A Bancada Feminista do PSOL – mandato coletivo na Câmara Municipal acionou a Justiça para que conceda urgentemente uma liminar que suspenda qualquer tentativa de entregar escolas públicas para à iniciativa privada, até que o Ministério Público termine de investigar o caso. O Prefeito de São Paulo, Ricardo Nunes, conjuntamente a seu Secretário Municipal de Educação, Fernando Padula Novaes, estão afirmando publicamente que possuem um plano em curso para a privatização das escolas municipais de ensino fundamental e médio.
Segundo eles, a privatização incluirá a gestão pedagógica, a administração escolar e a contratação docente. Já foram anunciadas pelo menos, três novas unidades escolares que seguirão este modelo ao custo de R$ 65 milhões aos cofres públicos.

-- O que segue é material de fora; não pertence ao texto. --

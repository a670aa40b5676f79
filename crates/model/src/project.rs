//! Builder projects
//!
//! A project is a named, ordered collection of pages. The first page is
//! the home route. A project always has at least one page; the last page
//! cannot be deleted.

use crate::page::Page;
use chrono::{DateTime, Utc};
use pagecraft_core::{BuilderError, BuilderResult, Named, Validatable};
use serde::{Deserialize, Serialize};
use std::collections::HashSet;
use uuid::Uuid;

/// Name of the page seeded into every new project
pub const DEFAULT_PAGE_NAME: &str = "Home";

// ============================================================================
// Project
// ============================================================================

/// The in-memory working project owned by the builder
#[derive(Debug, Clone, PartialEq, Serialize, Deserialize)]
pub struct Project {
    /// Project name; also the storage key when saved
    pub name: String,

    /// Pages in navigation order; the first page is the home route
    pub pages: Vec<Page>,

    /// Creation timestamp
    pub created_at: DateTime<Utc>,

    /// Last modification timestamp
    pub modified_at: DateTime<Utc>,
}

impl Project {
    /// Create a new project seeded with a single empty home page
    pub fn new(name: impl Into<String>) -> Self {
        let now = Utc::now();
        Self {
            name: name.into(),
            pages: vec![Page::new(DEFAULT_PAGE_NAME)],
            created_at: now,
            modified_at: now,
        }
    }

    /// Rebuild a project from loaded pages
    ///
    /// An empty page list is repaired by seeding the default page, so a
    /// loaded project always satisfies the at-least-one-page invariant.
    pub fn from_pages(name: impl Into<String>, mut pages: Vec<Page>) -> Self {
        if pages.is_empty() {
            pages.push(Page::new(DEFAULT_PAGE_NAME));
        }
        let now = Utc::now();
        Self {
            name: name.into(),
            pages,
            created_at: now,
            modified_at: now,
        }
    }

    // ========================================================================
    // Page management
    // ========================================================================

    /// Add a new empty page and return its id
    ///
    /// Pass `None` to auto-name the page ("Page 2", "Page 3", ...).
    pub fn add_page(&mut self, name: Option<String>) -> Uuid {
        let name = name.unwrap_or_else(|| format!("Page {}", self.pages.len() + 1));
        let page = Page::new(name);
        let id = page.id;
        self.pages.push(page);
        self.touch();
        id
    }

    /// Remove a page by id
    ///
    /// Deleting the last remaining page is rejected and leaves the
    /// project untouched.
    pub fn remove_page(&mut self, id: Uuid) -> BuilderResult<Page> {
        let index = self
            .page_index(id)
            .ok_or(BuilderError::PageNotFound(id))?;

        if self.pages.len() == 1 {
            return Err(BuilderError::LastPage(self.pages[index].name.clone()));
        }

        self.touch();
        Ok(self.pages.remove(index))
    }

    /// Rename a page
    pub fn rename_page(&mut self, id: Uuid, name: impl Into<String>) -> BuilderResult<()> {
        let page = self.page_mut(id).ok_or(BuilderError::PageNotFound(id))?;
        page.set_name(name.into());
        self.touch();
        Ok(())
    }

    // ========================================================================
    // Query methods
    // ========================================================================

    /// Get a page by id
    pub fn page(&self, id: Uuid) -> Option<&Page> {
        self.pages.iter().find(|p| p.id == id)
    }

    /// Get a mutable page by id
    pub fn page_mut(&mut self, id: Uuid) -> Option<&mut Page> {
        self.pages.iter_mut().find(|p| p.id == id)
    }

    /// Find the index of a page
    pub fn page_index(&self, id: Uuid) -> Option<usize> {
        self.pages.iter().position(|p| p.id == id)
    }

    /// The home page (always present)
    pub fn home_page(&self) -> &Page {
        &self.pages[0]
    }

    /// Number of pages
    pub fn page_count(&self) -> usize {
        self.pages.len()
    }

    /// Total number of placed components across all pages
    pub fn component_count(&self) -> usize {
        self.pages.iter().map(Page::len).sum()
    }

    // ========================================================================
    // Utility methods
    // ========================================================================

    /// Update the modification timestamp
    pub fn touch(&mut self) {
        self.modified_at = Utc::now();
    }
}

impl Default for Project {
    fn default() -> Self {
        Self::new("Untitled")
    }
}

impl Named for Project {
    fn name(&self) -> &str {
        &self.name
    }

    fn set_name(&mut self, name: String) {
        self.name = name;
    }
}

impl Validatable for Project {
    fn validate(&self) -> BuilderResult<()> {
        if self.name.trim().is_empty() {
            return Err(BuilderError::validation("Project name cannot be empty"));
        }
        if self.pages.is_empty() {
            return Err(BuilderError::validation(
                "A project must have at least one page",
            ));
        }

        let mut seen = HashSet::new();
        for page in &self.pages {
            if !seen.insert(page.id) {
                return Err(BuilderError::validation(format!(
                    "Duplicate page id {}",
                    page.id,
                )));
            }
            page.validate()?;
        }

        Ok(())
    }
}

// ============================================================================
// Tests
// ============================================================================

A legislação brasileira, em especial a Lei de Diretrizes e Bases da Educação Nacional, em seu artigo 19, inciso I, proíbe expressamente a concessão de escolas que servem aos níveis fundamental e médio para serem geridas pela iniciativa privada. O projeto já é alvo de um Inquérito Civil instaurado pelo Ministério Público.
Na ação cautelar as parlamentares pedem que a justiça obrigue que a administração pública municipal abdique de praticar qualquer ato administrativo, como, por exemplo, publicação de edital de chamamento público ou qualquer outro processo licitatório acerca da privatização, até a conclusão do inquérito pelo Ministério Público ou, alternativamente, em prazo definido pela Justiça. Mais informações sobre a ação cautelar no link.
“É o nosso papel impedir que a Prefeitura avance com esse plano, sem ter a devida transparência necessária e as nossas escolas municipais de ensino fundamental e médio, não podem ser entregues à iniciativa privada. É urgente ter uma medida para que o direito constitucional seja respeitado,” afirma Sílvia Ferraro, covereadora da Bancada Feminista.